* **HOW TO COMPLETE THIS TASK**
Wherever the word "change" appears in a line of the records, copy that line.

* **LISTED RECORDS**

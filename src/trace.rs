//! Optional tracing hooks.
//!
//! Fitting sweeps are hot loops, so instrumentation must cost nothing when
//! it is not wanted. Both macros take an operation name plus `key = value`
//! measurement pairs; spans carry exactly one (the work-item count of the
//! sweep) and are entered immediately, so call sites bind the result and
//! the span covers the enclosing scope. With the `tracing` cargo feature
//! off the expansions are empty and the field expressions are never
//! evaluated.

/// Opens and enters a span around one sweep or seeding pass.
#[cfg(feature = "tracing")]
macro_rules! trace_span {
    ($name:expr, $count:ident = $value:expr) => {
        tracing::info_span!($name, $count = $value).entered()
    };
}

#[cfg(not(feature = "tracing"))]
macro_rules! trace_span {
    ($name:expr, $count:ident = $value:expr) => {
        ()
    };
}

/// Records sweep measurements (unconverged counts, solve totals).
#[cfg(feature = "tracing")]
macro_rules! trace_event {
    ($name:expr, $($key:ident = $value:expr),+) => {
        tracing::info!(name: $name, $($key = $value),+)
    };
}

#[cfg(not(feature = "tracing"))]
macro_rules! trace_event {
    ($name:expr, $($key:ident = $value:expr),+) => {
        ()
    };
}

pub(crate) use trace_event;
pub(crate) use trace_span;
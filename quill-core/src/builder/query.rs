//! The `Query` chain type

use std::fmt;
use std::marker::PhantomData;

use super::descriptor::QueryDescriptor;
use crate::compiler::{self, CompiledQuery};
use crate::executor::Row;
use crate::schema::Table;
use crate::{validator, Options, Result, Value};

/// An immutable, chainable query.
///
/// Every builder method borrows the query and returns a new one, so any
/// intermediate query can be reused as the root of several chains:
///
/// ```
/// use quill_core::from;
///
/// let users = from("users");
/// let first = users.where_(("id", "=", 1));
/// let second = users.where_(("id", "=", 2));
///
/// assert_eq!(users.to_sql(), "SELECT * FROM users");
/// assert_eq!(first.parameters(), vec![1.into()]);
/// assert_eq!(second.parameters(), vec![2.into()]);
/// ```
///
/// `R` is the row type produced by [`Query::all`] and [`Query::first`].
pub struct Query<R = Row> {
    pub(crate) descriptor: QueryDescriptor,
    pub(crate) options: Options,
    _row: PhantomData<fn() -> R>,
}

impl Query<Row> {
    /// Create an empty chain root with default options
    pub fn new() -> Self {
        Self::with_options(Options::default())
    }

    /// Create an empty chain root; `options.table` becomes the subject table
    pub fn with_options(options: Options) -> Self {
        Query::from_parts(
            QueryDescriptor {
                from_table: options.get_table().map(str::to_string),
                clause_style: options.get_clause_style(),
                ..QueryDescriptor::default()
            },
            options,
        )
    }

    /// Create a chain root bound to a typed table
    ///
    /// # Examples
    /// ```
    /// use quill_core::{Options, Query, Table};
    /// use serde::Deserialize;
    ///
    /// #[derive(Deserialize)]
    /// struct Shader { id: i64, title: String }
    ///
    /// struct Shaders;
    /// impl Table for Shaders {
    ///     const NAME: &'static str = "shaders";
    ///     type Row = Shader;
    /// }
    ///
    /// let latest = Query::for_table::<Shaders>(Options::new())
    ///     .order_by("created_at DESC")
    ///     .limit(10);
    /// assert_eq!(latest.to_sql(), "SELECT * FROM shaders ORDER BY ? LIMIT ?");
    /// ```
    pub fn for_table<T: Table>(options: Options) -> Query<T::Row> {
        Query::with_options(options.table(T::NAME)).with_row_type()
    }
}

impl Default for Query<Row> {
    fn default() -> Self {
        Self::new()
    }
}

impl<R> Query<R> {
    pub(crate) fn from_parts(descriptor: QueryDescriptor, options: Options) -> Self {
        Self {
            descriptor,
            options,
            _row: PhantomData,
        }
    }

    /// Produce a sibling query with one change applied to a copy of the descriptor
    pub(crate) fn derive(&self, change: impl FnOnce(&mut QueryDescriptor)) -> Self {
        let mut descriptor = self.descriptor.clone();
        change(&mut descriptor);
        Query::from_parts(descriptor, self.options.clone())
    }

    /// Same query, rows mapped to a different type
    pub fn with_row_type<R2>(&self) -> Query<R2> {
        Query::from_parts(self.descriptor.clone(), self.options.clone())
    }

    pub fn descriptor(&self) -> &QueryDescriptor {
        &self.descriptor
    }

    pub fn options(&self) -> &Options {
        &self.options
    }

    /// Check the descriptor for unsafe or inconsistent states
    pub fn validate(&self) -> Result<()> {
        validator::validate(&self.descriptor)?;
        Ok(())
    }

    /// Render SQL text and positional parameters, without validating
    pub fn compile(&self) -> CompiledQuery {
        compiler::compile(&self.descriptor)
    }

    /// The SQL text only
    pub fn to_sql(&self) -> String {
        self.compile().sql
    }

    /// The bound parameters only, in placeholder order
    pub fn parameters(&self) -> Vec<Value> {
        self.compile().parameters
    }
}

impl<R> Clone for Query<R> {
    fn clone(&self) -> Self {
        Query::from_parts(self.descriptor.clone(), self.options.clone())
    }
}

impl<R> fmt::Debug for Query<R> {
    fn fmt(&self, f: &mut fmt::Formatter<'_>) -> fmt::Result {
        f.debug_struct("Query")
            .field("descriptor", &self.descriptor)
            .field("options", &self.options)
            .finish()
    }
}
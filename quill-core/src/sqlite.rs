//! SQLite client over an sqlx connection pool

use futures::future::BoxFuture;
use futures::FutureExt;
use sqlx::sqlite::{SqliteArguments, SqlitePool, SqliteRow};
use sqlx::{Column, Row as _, Sqlite, TypeInfo, ValueRef};

use crate::executor::{BoundStatement, Database, PreparedStatement, Row, RunResult};
use crate::{Result, Value};

type SqliteQuery<'q> = sqlx::query::Query<'q, Sqlite, SqliteArguments<'q>>;

/// [`Database`] backed by an sqlx [`SqlitePool`]
#[derive(Debug, Clone)]
pub struct SqliteDatabase {
    pool: SqlitePool,
}

impl SqliteDatabase {
    /// Open a pool for a connection string such as `sqlite://app.db`
    pub async fn connect(url: &str) -> Result<Self> {
        let pool = SqlitePool::connect(url).await?;
        Ok(Self::from_pool(pool))
    }

    pub fn from_pool(pool: SqlitePool) -> Self {
        Self { pool }
    }

    pub fn pool(&self) -> &SqlitePool {
        &self.pool
    }
}

impl Database for SqliteDatabase {
    fn prepare(&self, sql: &str) -> Result<Box<dyn PreparedStatement>> {
        Ok(Box::new(SqliteStatement {
            pool: self.pool.clone(),
            sql: sql.to_string(),
            parameters: Vec::new(),
        }))
    }
}

struct SqliteStatement {
    pool: SqlitePool,
    sql: String,
    parameters: Vec<Value>,
}

impl PreparedStatement for SqliteStatement {
    fn bind(mut self: Box<Self>, parameters: Vec<Value>) -> Box<dyn BoundStatement> {
        self.parameters = parameters;
        self
    }
}

impl BoundStatement for SqliteStatement {
    fn all(self: Box<Self>) -> BoxFuture<'static, Result<Vec<Row>>> {
        async move {
            let rows = bind_values(sqlx::query(&self.sql), &self.parameters)
                .fetch_all(&self.pool)
                .await?;
            rows.iter().map(row_to_json).collect::<Result<Vec<_>>>()
        }
        .boxed()
    }

    fn first(self: Box<Self>) -> BoxFuture<'static, Result<Option<Row>>> {
        async move {
            let row = bind_values(sqlx::query(&self.sql), &self.parameters)
                .fetch_optional(&self.pool)
                .await?;
            row.as_ref().map(row_to_json).transpose()
        }
        .boxed()
    }

    fn run(self: Box<Self>) -> BoxFuture<'static, Result<RunResult>> {
        async move {
            let result = bind_values(sqlx::query(&self.sql), &self.parameters)
                .execute(&self.pool)
                .await?;
            Ok::<_, crate::Error>(RunResult {
                rows_affected: result.rows_affected(),
                last_insert_id: Some(result.last_insert_rowid()).filter(|id| *id != 0),
            })
        }
        .boxed()
    }
}

fn bind_values<'q>(mut query: SqliteQuery<'q>, values: &'q [Value]) -> SqliteQuery<'q> {
    for value in values {
        query = match value {
            Value::Null => query.bind(None::<i64>),
            Value::Integer(i) => query.bind(*i),
            Value::Real(f) => query.bind(*f),
            Value::Text(s) => query.bind(s.as_str()),
            Value::Blob(b) => query.bind(b.as_slice()),
        };
    }
    query
}

/// Decode a row by the runtime type of each value
fn row_to_json(row: &SqliteRow) -> Result<Row> {
    let mut object = Row::new();
    for column in row.columns() {
        let index = column.ordinal();
        let raw = row.try_get_raw(index)?;

        let value = if raw.is_null() {
            serde_json::Value::Null
        } else {
            match raw.type_info().name() {
                "INTEGER" => row.try_get::<i64, _>(index)?.into(),
                "REAL" => row.try_get::<f64, _>(index)?.into(),
                "BLOB" => row.try_get::<Vec<u8>, _>(index)?.into(),
                "BOOLEAN" => row.try_get::<bool, _>(index)?.into(),
                _ => row.try_get::<String, _>(index)?.into(),
            }
        };

        object.insert(column.name().to_string(), value);
    }
    Ok(object)
}

#[cfg(test)]
mod tests {
    use std::sync::Arc;

    use serde::Deserialize;
    use sqlx::sqlite::SqlitePoolOptions;
    use tokio_test::{assert_err, assert_ok};

    use super::*;
    use crate::{ClauseStyle, Error, Options, Query};

    #[derive(Debug, PartialEq, Deserialize)]
    struct User {
        id: i64,
        name: String,
        email: Option<String>,
        age: i64,
    }

    async fn setup() -> SqliteDatabase {
        // One connection, each in-memory connection is its own database
        let pool = SqlitePoolOptions::new()
            .max_connections(1)
            .connect("sqlite::memory:")
            .await
            .unwrap();

        sqlx::query(
            "CREATE TABLE users (
                id INTEGER PRIMARY KEY AUTOINCREMENT,
                name TEXT NOT NULL,
                email TEXT,
                age INTEGER NOT NULL DEFAULT 0,
                avatar BLOB,
                score REAL
            )",
        )
        .execute(&pool)
        .await
        .unwrap();

        SqliteDatabase::from_pool(pool)
    }

    fn root(database: &SqliteDatabase, style: ClauseStyle) -> Query {
        Query::with_options(
            Options::new()
                .database(Arc::new(database.clone()))
                .clause_style(style),
        )
    }

    async fn seed(query: &Query) {
        for (name, age) in [("John", 30), ("Jane", 25), ("Jim", 17)] {
            let result = query
                .insert_into("users", [("name", Value::from(name)), ("age", Value::from(age))])
                .run()
                .await;
            assert_ok!(result);
        }
    }

    #[tokio::test]
    async fn test_insert_returning() {
        let database = setup().await;
        let query = root(&database, ClauseStyle::Bound);

        let inserted = assert_ok!(
            query
                .insert_into(
                    "users",
                    [
                        ("name", Value::from("John")),
                        ("email", Value::from("john@example.com")),
                        ("age", Value::from(30)),
                    ],
                )
                .with_row_type::<User>()
                .first()
                .await
        );
        assert_eq!(
            inserted,
            Some(User {
                id: 1,
                name: "John".into(),
                email: Some("john@example.com".into()),
                age: 30,
            })
        );
    }

    #[tokio::test]
    async fn test_run_reports_counts() {
        let database = setup().await;
        let query = root(&database, ClauseStyle::Bound);

        let result = assert_ok!(query.insert_into("users", [("name", "John")]).run().await);
        assert_eq!(result.rows_affected, 1);
        assert_eq!(result.last_insert_id, Some(1));

        seed(&query).await;
        let result = assert_ok!(
            query
                .update("users")
                .set([("email", Value::Null)])
                .where_(("age", ">", 18))
                .run()
                .await
        );
        assert_eq!(result.rows_affected, 2);
    }

    #[tokio::test]
    async fn test_select_where_and_limit() {
        let database = setup().await;
        let query = root(&database, ClauseStyle::Bound);
        seed(&query).await;

        let adults = assert_ok!(
            query
                .from("users")
                .where_(("age", ">=", 18))
                .with_row_type::<User>()
                .all()
                .await
        );
        assert_eq!(adults.len(), 2);

        let one = assert_ok!(query.from("users").limit(1).all().await);
        assert_eq!(one.len(), 1);

        let count = assert_ok!(query.from("users").count_all().first().await);
        assert_eq!(count.unwrap()["COUNT(*)"], 3);
    }

    #[tokio::test]
    async fn test_inline_style_orders_rows() {
        let database = setup().await;
        let query = root(&database, ClauseStyle::Inline);
        seed(&query).await;

        let users = assert_ok!(
            query
                .from("users")
                .where_(("age", ">", 0))
                .order_by("age DESC")
                .limit(2)
                .with_row_type::<User>()
                .all()
                .await
        );
        let names: Vec<&str> = users.iter().map(|u| u.name.as_str()).collect();
        assert_eq!(names, ["John", "Jane"]);
    }

    #[tokio::test]
    async fn test_update_and_delete_return_rows() {
        let database = setup().await;
        let query = root(&database, ClauseStyle::Bound);
        seed(&query).await;

        let updated = assert_ok!(
            query
                .update("users")
                .set([("email", "jim@example.com")])
                .where_(("name", "=", "Jim"))
                .with_row_type::<User>()
                .all()
                .await
        );
        assert_eq!(updated.len(), 1);
        assert_eq!(updated[0].email.as_deref(), Some("jim@example.com"));

        let deleted = assert_ok!(
            query
                .delete_from("users")
                .where_(("age", "<", 18))
                .with_row_type::<User>()
                .all()
                .await
        );
        assert_eq!(deleted.len(), 1);
        assert_eq!(deleted[0].name, "Jim");

        let remaining = assert_ok!(query.from("users").all().await);
        assert_eq!(remaining.len(), 2);
    }

    #[tokio::test]
    async fn test_value_types_round_trip() {
        let database = setup().await;
        let query = root(&database, ClauseStyle::Bound);

        assert_ok!(
            query
                .insert_into(
                    "users",
                    [
                        ("name", Value::from("Ada")),
                        ("avatar", Value::from(vec![1u8, 2, 3])),
                        ("score", Value::from(9.5)),
                    ],
                )
                .run()
                .await
        );

        let row = assert_ok!(query.from("users").first().await).unwrap();
        assert_eq!(row["name"], "Ada");
        assert_eq!(row["avatar"], serde_json::json!([1, 2, 3]));
        assert_eq!(row["score"], 9.5);
        assert!(row["email"].is_null());
        assert_eq!(row["age"], 0);
    }

    #[tokio::test]
    async fn test_database_errors_pass_through() {
        let database = setup().await;
        let query = root(&database, ClauseStyle::Bound);

        let err = assert_err!(query.from("missing_table").all().await);
        assert!(matches!(err, Error::Database(_)));

        // NOT NULL constraint on name
        let err = assert_err!(query.insert_into("users", [("age", 3)]).run().await);
        assert!(matches!(err, Error::Database(_)));
    }

    #[tokio::test]
    async fn test_schema_introspection() {
        let database = setup().await;
        let query = root(&database, ClauseStyle::Bound);
        seed(&query).await;

        let columns = assert_ok!(query.table_info("users").await);
        let names: Vec<&str> = columns.iter().map(|c| c.name.as_str()).collect();
        assert_eq!(names, ["id", "name", "email", "age", "avatar", "score"]);
        assert!(columns[0].is_primary_key());
        assert!(!columns[1].is_nullable());
        assert_eq!(columns[3].dflt_value, Some(serde_json::json!("0")));

        let tables = assert_ok!(query.table_list(false).await);
        let names: Vec<&str> = tables.iter().map(|t| t.name.as_str()).collect();
        assert_eq!(names, ["users"]);

        let all = assert_ok!(query.table_list(true).await);
        assert!(all.iter().any(|t| t.name == "sqlite_sequence"));
    }
}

* **SOLVED PROBLEM**
    /// Produce a sibling query with one change applied to a copy of the descriptor
    pub(crate) fn derive(&self, change: impl FnOnce(&mut QueryDescriptor)) -> Self {
        change(&mut descriptor);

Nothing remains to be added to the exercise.